Pre-treatment for the embryo recipient

Embryo recipients who do not have normal ovarian cycles

Embryo Recipients who do not have ovaries, or have ovaries that do not produce eggs, will require hormone treatment to prepare theuterus for a pregnancy. The endometrium (lining of the uterus ) needs to be prepared before a fertilised embryo will implant in the uterus and a pregnancy occurs.

The two female hormones estrogen and progesterone act on the endometrium to prepare it for implantation. If you take these two hormones in the correct amounts and in the correct order, it is possible to mimic what happens in a normal cycle and the endometrium will become prepared even though you do not have functioning ovaries.

You will be given instructions from your specialist as to when to start taking the medications, the dosage and when to increase it. You will also be instructed on when to make an appointment for an ultrasound scan to measure the thickness or your endometrium.


Embryo recipients with normal ovarian cycles

Monitoring starts two or three days before we estimate you would normally ovulate. This can be done by daily blood tests to measure estrogen, luteinising hormone (LH) and progesterone until one day after ovulation, or by ultrasound scan to measure the size of the follicle and thickness of the endometrium.

Embryo recipients with apparently normal ovarian function may be advised to have a hormone treatment cycle (as described above) instead of their natural cycles.

It is important for you to be aware that treatment will vary from person to person, and it can be misleading to compare yours with what others experience.

Embryo Transfer (ET)

Embryo may be transferred to the uterus at different stages of the embryo development and is transferred from the culture dish into the uterus.

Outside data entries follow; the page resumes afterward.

use std::collections::BTreeMap;

use serde::{Deserialize, Serialize};
use url::Url;

use super::ConfigError;

/// All configured projects, keyed by project name.
pub type Projects = BTreeMap<String, ProjectConfig>;

/// Endpoints and credentials for one EPIC project.
///
/// The on-disk key names predate this client and are kept so existing
/// `~/.epic/config` files keep working. Keys this struct doesn't know about
/// are carried through `extra` so a load/save cycle never drops them.
#[derive(Debug, Clone, PartialEq, Serialize, Deserialize)]
pub struct ProjectConfig {
    /// Filled in from the mapping key on load
    #[serde(skip)]
    pub name: String,
    #[serde(rename = "epic_api_url")]
    pub api_base_url: String,
    #[serde(rename = "user_pool_client_id")]
    pub identity_pool_client_id: String,
    #[serde(rename = "user_pool_id", default, skip_serializing_if = "Option::is_none")]
    pub identity_pool_id: Option<String>,
    #[serde(rename = "data_bucket_name", default, skip_serializing_if = "Option::is_none")]
    pub storage_bucket_name: Option<String>,
    #[serde(rename = "batch_job_queue_name", default, skip_serializing_if = "Option::is_none")]
    pub job_queue_name: Option<String>,
    pub region: String,
    pub username: String,
    /// Optional; `epic init` prompts when absent
    #[serde(default, skip_serializing_if = "Option::is_none")]
    pub password: Option<String>,
    /// Overrides the regional identity provider URL
    #[serde(default, skip_serializing_if = "Option::is_none")]
    pub identity_endpoint: Option<Url>,
    #[serde(flatten)]
    pub extra: BTreeMap<String, serde_json::Value>,
}

/// The document an admin hands to a newly created user.
#[derive(Debug, Clone, PartialEq, Serialize, Deserialize)]
pub struct NewUserConfig {
    #[serde(default)]
    pub project_name: String,
    pub username: String,
    #[serde(default)]
    pub password: Option<String>,
    #[serde(rename = "UserPoolClientId")]
    pub user_pool_client_id: String,
    #[serde(rename = "UserPoolId", default)]
    pub user_pool_id: Option<String>,
    #[serde(rename = "DataBucketName", default)]
    pub data_bucket_name: Option<String>,
    #[serde(rename = "BatchJobQueueName", default)]
    pub batch_job_queue_name: Option<String>,
    #[serde(rename = "EpicApiUrl")]
    pub epic_api_url: String,
}

impl NewUserConfig {
    /// Build the hand-off document for a user created under `project`.
    pub fn for_new_user(project: &ProjectConfig, username: &str, password: &str) -> Self {
        Self {
            project_name: project.name.clone(),
            username: username.to_string(),
            password: Some(password.to_string()),
            user_pool_client_id: project.identity_pool_client_id.clone(),
            user_pool_id: project.identity_pool_id.clone(),
            data_bucket_name: project.storage_bucket_name.clone(),
            batch_job_queue_name: project.job_queue_name.clone(),
            epic_api_url: project.api_base_url.clone(),
        }
    }

    pub fn into_project(self) -> Result<ProjectConfig, ConfigError> {
        if self.project_name.is_empty() {
            return Err(ConfigError::MissingField("project_name"));
        }
        let region = region_from_api_url(&self.epic_api_url)
            .ok_or_else(|| ConfigError::UnknownRegion(self.epic_api_url.clone()))?;

        Ok(ProjectConfig {
            name: self.project_name,
            api_base_url: self.epic_api_url,
            identity_pool_client_id: self.user_pool_client_id,
            identity_pool_id: self.user_pool_id,
            storage_bucket_name: self.data_bucket_name,
            job_queue_name: self.batch_job_queue_name,
            region,
            username: self.username,
            password: self.password,
            identity_endpoint: None,
            extra: BTreeMap::new(),
        })
    }
}

/// API gateway hosts look like `<id>.execute-api.<region>.amazonaws.com`.
pub fn region_from_api_url(api_url: &str) -> Option<String> {
    let url = Url::parse(api_url).ok()?;
    url.host_str()?
        .split('.')
        .nth(2)
        .filter(|region| !region.is_empty())
        .map(str::to_string)
}

#[cfg(test)]
mod tests {
    use super::*;

    fn new_user() -> NewUserConfig {
        NewUserConfig {
            project_name: "cfd-team".to_string(),
            username: "alice".to_string(),
            password: Some("s3cret".to_string()),
            user_pool_client_id: "client-123".to_string(),
            user_pool_id: Some("eu-west-2_pool".to_string()),
            data_bucket_name: Some("cfd-team-data".to_string()),
            batch_job_queue_name: Some("cfd-queue".to_string()),
            epic_api_url: "https://abc123.execute-api.eu-west-2.amazonaws.com/prod".to_string(),
        }
    }

    #[test]
    fn test_region_from_api_url() {
        assert_eq!(
            region_from_api_url("https://abc123.execute-api.us-east-1.amazonaws.com/prod"),
            Some("us-east-1".to_string())
        );
        assert_eq!(region_from_api_url("http://localhost:8000"), None);
        assert_eq!(region_from_api_url("not a url"), None);
    }

    #[test]
    fn test_new_user_into_project() {
        let project = new_user().into_project().unwrap();
        assert_eq!(project.name, "cfd-team");
        assert_eq!(project.region, "eu-west-2");
        assert_eq!(project.identity_pool_client_id, "client-123");
        assert_eq!(project.storage_bucket_name.as_deref(), Some("cfd-team-data"));
        assert_eq!(project.password.as_deref(), Some("s3cret"));
    }

    #[test]
    fn test_new_user_requires_project_name() {
        let mut user = new_user();
        user.project_name = String::new();
        assert!(matches!(
            user.into_project(),
            Err(ConfigError::MissingField("project_name"))
        ));
    }

    #[test]
    fn test_new_user_round_trips_through_project() {
        let project = new_user().into_project().unwrap();
        let handed_out = NewUserConfig::for_new_user(&project, "bob", "hunter2");
        assert_eq!(handed_out.project_name, "cfd-team");
        assert_eq!(handed_out.username, "bob");
        assert_eq!(handed_out.epic_api_url, project.api_base_url);

        let json = serde_json::to_value(&handed_out).unwrap();
        assert_eq!(json["UserPoolClientId"], "client-123");
        assert_eq!(json["DataBucketName"], "cfd-team-data");
    }
}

Embryo transfer is a simple procedure and no general anaesthetic is required. However, you may find it helpful for your partner to be present for this procedure, to support you and to be part of the experience. The transfer itself is similar to a Pap smear and the same instrument (speculum) is used to open the vagina. A fine tube containing the embryos is passed through the cervix and into the uterus.

After embryo transfer

You will be able to go home shortly after the embryo transfer. You will be encouraged to limit strenuous activity for 24 hours. Your activity can be gradually increased over the next following days, provided it is non-strenuous and non-aerobic. You should avoid becoming overheated with saunas, hot spas and sunbaking. You will also be required to refrain from smoking and drinking alcohol during this period where pregnancy is not confirmed.

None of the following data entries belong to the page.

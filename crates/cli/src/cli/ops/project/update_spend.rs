use clap::Args;
use common::api::project::UpdateSpendLimitRequest;
use common::prelude::ApiError;

use crate::cli::op::ContextError;

#[derive(Args, Debug, Clone)]
pub struct UpdateSpend {
    /// New monthly spend limit, in whole currency units
    pub limit: u64,

    /// Project to update (defaults to the active project)
    pub project_name: Option<String>,
}

#[derive(Debug, thiserror::Error)]
pub enum UpdateSpendError {
    #[error(transparent)]
    Context(#[from] ContextError),
    #[error(transparent)]
    Api(#[from] ApiError),
}

#[async_trait::async_trait]
impl crate::cli::op::Op for UpdateSpend {
    type Error = UpdateSpendError;
    type Output = String;

    async fn execute(&self, ctx: &crate::cli::op::OpContext) -> Result<Self::Output, Self::Error> {
        let (project, client) = ctx.connect(self.project_name.as_deref())?;
        let project_id = client.resolve_project_id(&project.name).await?;

        tracing::info!(project = %project.name, limit = self.limit, "updating spend limit");
        client
            .call(&UpdateSpendLimitRequest {
                project_id,
                spend_limit: self.limit,
            })
            .await?;

        Ok(format!(
            "Successfully updated spend limit for '{}' to ${}.",
            project.name, self.limit
        ))
    }
}
use std::time::Duration;

use moka::sync::Cache;
use serde::{Deserialize, Serialize};

pub const DEFAULT_STATS_TTL: Duration = Duration::from_secs(300);
const DEFAULT_CAPACITY: u64 = 64;

#[derive(Debug, Clone, Copy, Default, PartialEq, Eq, Serialize, Deserialize)]
pub struct BucketStats {
    pub total_size: u64,
    pub total_objects: u64,
}

/// Per-project bucket totals. Entries expire after the TTL and are dropped
/// explicitly after any write to the bucket.
#[derive(Clone)]
pub struct BucketStatsCache {
    inner: Cache<String, BucketStats>,
}

impl BucketStatsCache {
    pub fn new(max_capacity: u64, ttl: Duration) -> Self {
        Self {
            inner: Cache::builder()
                .max_capacity(max_capacity)
                .time_to_live(ttl)
                .build(),
        }
    }

    pub fn get(&self, project: &str) -> Option<BucketStats> {
        self.inner.get(project)
    }

    pub fn insert(&self, project: &str, stats: BucketStats) {
        self.inner.insert(project.to_string(), stats);
    }

    pub fn invalidate(&self, project: &str) {
        self.inner.invalidate(project);
    }
}

impl Default for BucketStatsCache {
    fn default() -> Self {
        Self::new(DEFAULT_CAPACITY, DEFAULT_STATS_TTL)
    }
}

impl std::fmt::Debug for BucketStatsCache {
    fn fmt(&self, f: &mut std::fmt::Formatter<'_>) -> std::fmt::Result {
        f.debug_struct("BucketStatsCache")
            .field("entries", &self.inner.entry_count())
            .finish()
    }
}

#[cfg(test)]
mod tests {
    use super::*;

    #[test]
    fn test_insert_and_invalidate() {
        let cache = BucketStatsCache::default();
        let stats = BucketStats {
            total_size: 42,
            total_objects: 2,
        };
        cache.insert("demo", stats);
        assert_eq!(cache.get("demo"), Some(stats));
        assert_eq!(cache.get("other"), None);

        cache.invalidate("demo");
        assert_eq!(cache.get("demo"), None);
    }

    #[test]
    fn test_entries_expire() {
        let cache = BucketStatsCache::new(8, Duration::from_millis(50));
        cache.insert("demo", BucketStats::default());
        std::thread::sleep(Duration::from_millis(120));
        assert_eq!(cache.get("demo"), None);
    }
}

The fertility nurse will give you specific instructions after the transfer. A pregnancy test is performed 14-16 days after embryo transfer.

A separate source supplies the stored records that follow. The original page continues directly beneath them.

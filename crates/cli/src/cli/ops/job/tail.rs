use clap::Args;
use common::api::job::TailJobRequest;
use common::prelude::ApiError;

use crate::cli::op::ContextError;

#[derive(Args, Debug, Clone)]
pub struct Tail {
    pub job_id: String,

    /// Project the job belongs to (defaults to the active project)
    pub project_name: Option<String>,
}

#[derive(Debug, thiserror::Error)]
pub enum JobTailError {
    #[error(transparent)]
    Context(#[from] ContextError),
    #[error(transparent)]
    Api(#[from] ApiError),
}

#[async_trait::async_trait]
impl crate::cli::op::Op for Tail {
    type Error = JobTailError;
    type Output = String;

    async fn execute(&self, ctx: &crate::cli::op::OpContext) -> Result<Self::Output, Self::Error> {
        let (_, client) = ctx.connect(self.project_name.as_deref())?;
        let logs = client
            .call(&TailJobRequest {
                id: self.job_id.clone(),
            })
            .await?;

        if logs.logs.is_empty() {
            return Ok(format!("No logs found for job {}.", self.job_id));
        }

        let mut lines = vec![format!("Logs for job {}:", self.job_id)];
        lines.extend(logs.logs.iter().map(|event| event.line()));
        Ok(lines.join("\n"))
    }
}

Questions for consideration

Here are some questions you may wish to consider before committing yourself to treatment:

  • If you are in a relationship, what are your feelings about creating a family where both partners will not be genetically related to the child?
  • How do you feel about parenting a child with whom you have no genetic link (if both donors, egg and sperm, are used)?
  • What are your feelings about being a single parent if you are undergoing treatment on your own?
  • If you are in a relationship, do both partners agree to use donated embryo?
  • How do you feel about the loss of fertility – has there been enough time to go through the grieving process?
  • What if the treatment outcome is unsuccessful – what impact will it have on you (and your partner if applicable)?
  • What about the possible offspring – do they have the right to know? What if they wish to contact the donor?
  • Who needs to know about this (family, friends, work, etc.)?